= Beginning of Section =

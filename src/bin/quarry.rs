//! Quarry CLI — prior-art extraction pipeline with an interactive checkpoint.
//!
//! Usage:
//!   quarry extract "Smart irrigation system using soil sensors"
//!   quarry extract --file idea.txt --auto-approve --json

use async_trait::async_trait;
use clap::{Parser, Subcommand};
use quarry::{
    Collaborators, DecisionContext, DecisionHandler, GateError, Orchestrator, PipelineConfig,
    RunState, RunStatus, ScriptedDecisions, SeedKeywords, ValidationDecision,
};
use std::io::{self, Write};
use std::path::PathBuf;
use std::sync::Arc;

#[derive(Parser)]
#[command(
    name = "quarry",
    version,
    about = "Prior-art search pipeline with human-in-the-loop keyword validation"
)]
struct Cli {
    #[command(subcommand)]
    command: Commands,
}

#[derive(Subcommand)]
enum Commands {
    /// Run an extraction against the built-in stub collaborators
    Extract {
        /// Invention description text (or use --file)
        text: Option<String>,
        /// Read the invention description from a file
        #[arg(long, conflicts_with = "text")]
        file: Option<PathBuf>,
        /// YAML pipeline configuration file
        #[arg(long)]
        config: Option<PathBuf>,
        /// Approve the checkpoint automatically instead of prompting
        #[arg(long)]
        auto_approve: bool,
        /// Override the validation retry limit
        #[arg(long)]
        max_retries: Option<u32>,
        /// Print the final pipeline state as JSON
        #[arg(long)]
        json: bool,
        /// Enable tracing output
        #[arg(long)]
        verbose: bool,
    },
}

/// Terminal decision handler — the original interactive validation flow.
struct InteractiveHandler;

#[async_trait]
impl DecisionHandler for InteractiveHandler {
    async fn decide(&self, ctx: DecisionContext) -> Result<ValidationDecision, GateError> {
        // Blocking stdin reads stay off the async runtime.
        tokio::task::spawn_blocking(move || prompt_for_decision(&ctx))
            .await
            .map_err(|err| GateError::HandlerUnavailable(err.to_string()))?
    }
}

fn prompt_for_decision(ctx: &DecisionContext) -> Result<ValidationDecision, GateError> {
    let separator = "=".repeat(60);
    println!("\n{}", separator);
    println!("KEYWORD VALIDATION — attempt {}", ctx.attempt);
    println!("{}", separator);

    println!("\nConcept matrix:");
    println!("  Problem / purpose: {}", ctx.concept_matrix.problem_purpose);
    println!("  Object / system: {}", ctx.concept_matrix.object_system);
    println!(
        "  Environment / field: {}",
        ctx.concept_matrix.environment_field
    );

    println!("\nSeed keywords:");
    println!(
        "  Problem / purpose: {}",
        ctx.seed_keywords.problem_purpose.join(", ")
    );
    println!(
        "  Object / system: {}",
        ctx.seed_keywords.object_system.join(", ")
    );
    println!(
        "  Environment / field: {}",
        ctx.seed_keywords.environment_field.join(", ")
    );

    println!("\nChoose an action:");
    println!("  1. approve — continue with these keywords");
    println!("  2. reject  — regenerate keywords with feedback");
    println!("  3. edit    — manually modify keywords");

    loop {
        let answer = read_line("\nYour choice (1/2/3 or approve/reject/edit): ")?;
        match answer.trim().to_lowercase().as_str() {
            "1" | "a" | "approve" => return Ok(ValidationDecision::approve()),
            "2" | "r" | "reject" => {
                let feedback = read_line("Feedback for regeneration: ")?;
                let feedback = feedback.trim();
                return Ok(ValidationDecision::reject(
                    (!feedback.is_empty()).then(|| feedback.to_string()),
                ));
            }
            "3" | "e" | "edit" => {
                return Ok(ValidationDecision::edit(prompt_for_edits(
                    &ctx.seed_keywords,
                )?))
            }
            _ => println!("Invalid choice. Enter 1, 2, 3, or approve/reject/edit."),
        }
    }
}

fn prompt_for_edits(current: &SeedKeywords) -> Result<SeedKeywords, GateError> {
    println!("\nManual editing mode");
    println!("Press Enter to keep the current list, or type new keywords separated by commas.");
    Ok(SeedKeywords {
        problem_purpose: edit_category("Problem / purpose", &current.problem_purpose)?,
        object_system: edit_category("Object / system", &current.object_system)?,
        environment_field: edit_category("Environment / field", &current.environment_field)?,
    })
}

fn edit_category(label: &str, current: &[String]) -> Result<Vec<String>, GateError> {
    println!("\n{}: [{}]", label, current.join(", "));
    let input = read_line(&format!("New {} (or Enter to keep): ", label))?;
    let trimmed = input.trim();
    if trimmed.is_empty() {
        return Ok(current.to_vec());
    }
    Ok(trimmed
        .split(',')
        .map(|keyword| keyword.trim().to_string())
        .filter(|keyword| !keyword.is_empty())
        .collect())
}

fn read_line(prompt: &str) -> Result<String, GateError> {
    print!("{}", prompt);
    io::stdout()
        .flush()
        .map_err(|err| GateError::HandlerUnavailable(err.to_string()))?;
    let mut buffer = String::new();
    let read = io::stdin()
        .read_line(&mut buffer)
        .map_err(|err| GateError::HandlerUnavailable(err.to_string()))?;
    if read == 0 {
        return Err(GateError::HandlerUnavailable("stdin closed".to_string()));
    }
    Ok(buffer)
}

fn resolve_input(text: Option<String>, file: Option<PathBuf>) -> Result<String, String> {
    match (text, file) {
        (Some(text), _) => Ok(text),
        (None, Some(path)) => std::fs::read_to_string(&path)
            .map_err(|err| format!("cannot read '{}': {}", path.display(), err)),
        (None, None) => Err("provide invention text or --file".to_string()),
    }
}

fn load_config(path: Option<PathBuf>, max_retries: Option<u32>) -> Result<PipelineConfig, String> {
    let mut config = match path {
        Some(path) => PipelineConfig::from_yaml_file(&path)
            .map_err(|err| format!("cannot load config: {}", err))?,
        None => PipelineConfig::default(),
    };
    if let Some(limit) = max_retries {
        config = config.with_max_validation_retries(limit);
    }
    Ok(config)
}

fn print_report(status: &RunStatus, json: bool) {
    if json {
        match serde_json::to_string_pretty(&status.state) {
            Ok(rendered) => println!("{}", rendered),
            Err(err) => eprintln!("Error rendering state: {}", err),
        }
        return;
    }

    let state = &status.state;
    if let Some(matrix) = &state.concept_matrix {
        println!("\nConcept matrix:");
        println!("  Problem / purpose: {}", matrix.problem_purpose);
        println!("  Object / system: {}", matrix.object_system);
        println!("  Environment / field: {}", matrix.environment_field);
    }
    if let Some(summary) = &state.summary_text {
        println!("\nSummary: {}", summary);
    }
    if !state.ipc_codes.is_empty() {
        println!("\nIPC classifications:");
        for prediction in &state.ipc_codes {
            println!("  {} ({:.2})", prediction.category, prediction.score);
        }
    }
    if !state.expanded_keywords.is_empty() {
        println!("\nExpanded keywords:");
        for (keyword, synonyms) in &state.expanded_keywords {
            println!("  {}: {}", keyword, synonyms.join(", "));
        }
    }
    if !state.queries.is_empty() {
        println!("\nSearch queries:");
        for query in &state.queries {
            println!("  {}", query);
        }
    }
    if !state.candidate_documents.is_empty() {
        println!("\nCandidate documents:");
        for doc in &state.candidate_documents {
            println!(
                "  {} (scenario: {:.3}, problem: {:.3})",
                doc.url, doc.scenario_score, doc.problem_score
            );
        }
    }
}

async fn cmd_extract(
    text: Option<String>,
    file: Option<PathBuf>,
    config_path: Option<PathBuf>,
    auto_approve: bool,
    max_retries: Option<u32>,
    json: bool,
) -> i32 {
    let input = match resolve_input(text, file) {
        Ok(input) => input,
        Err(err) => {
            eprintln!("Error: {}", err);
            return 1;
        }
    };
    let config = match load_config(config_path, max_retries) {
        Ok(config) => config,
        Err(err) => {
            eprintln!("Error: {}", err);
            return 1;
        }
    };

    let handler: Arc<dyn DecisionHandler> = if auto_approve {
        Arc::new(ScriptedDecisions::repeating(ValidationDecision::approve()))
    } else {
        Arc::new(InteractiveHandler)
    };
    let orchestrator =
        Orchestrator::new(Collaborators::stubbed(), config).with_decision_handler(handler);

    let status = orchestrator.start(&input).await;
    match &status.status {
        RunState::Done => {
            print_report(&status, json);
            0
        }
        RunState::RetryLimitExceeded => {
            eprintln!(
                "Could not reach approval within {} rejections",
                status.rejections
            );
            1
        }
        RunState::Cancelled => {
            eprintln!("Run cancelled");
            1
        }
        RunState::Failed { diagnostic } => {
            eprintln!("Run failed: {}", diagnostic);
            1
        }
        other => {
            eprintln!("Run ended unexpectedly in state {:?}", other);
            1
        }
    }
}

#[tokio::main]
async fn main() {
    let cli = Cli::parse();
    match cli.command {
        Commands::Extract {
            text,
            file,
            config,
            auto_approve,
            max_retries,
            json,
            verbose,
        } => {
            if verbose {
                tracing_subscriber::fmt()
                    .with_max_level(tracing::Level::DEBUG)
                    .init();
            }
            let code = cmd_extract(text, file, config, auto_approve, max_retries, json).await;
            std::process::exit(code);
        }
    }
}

= End of Section =

-- Exercise objective --
Between the first line of the entries above and the line with "idea.txt --auto-approve --json", both included, copy every line exactly and nothing outside that range.

-- Exercise result --
filename src/bin/quarry.rs
//! Quarry CLI — prior-art extraction pipeline with an interactive checkpoint.
//!
//! Usage:
//!   quarry extract "Smart irrigation system using soil sensors"
//!   quarry extract --file idea.txt --auto-approve --json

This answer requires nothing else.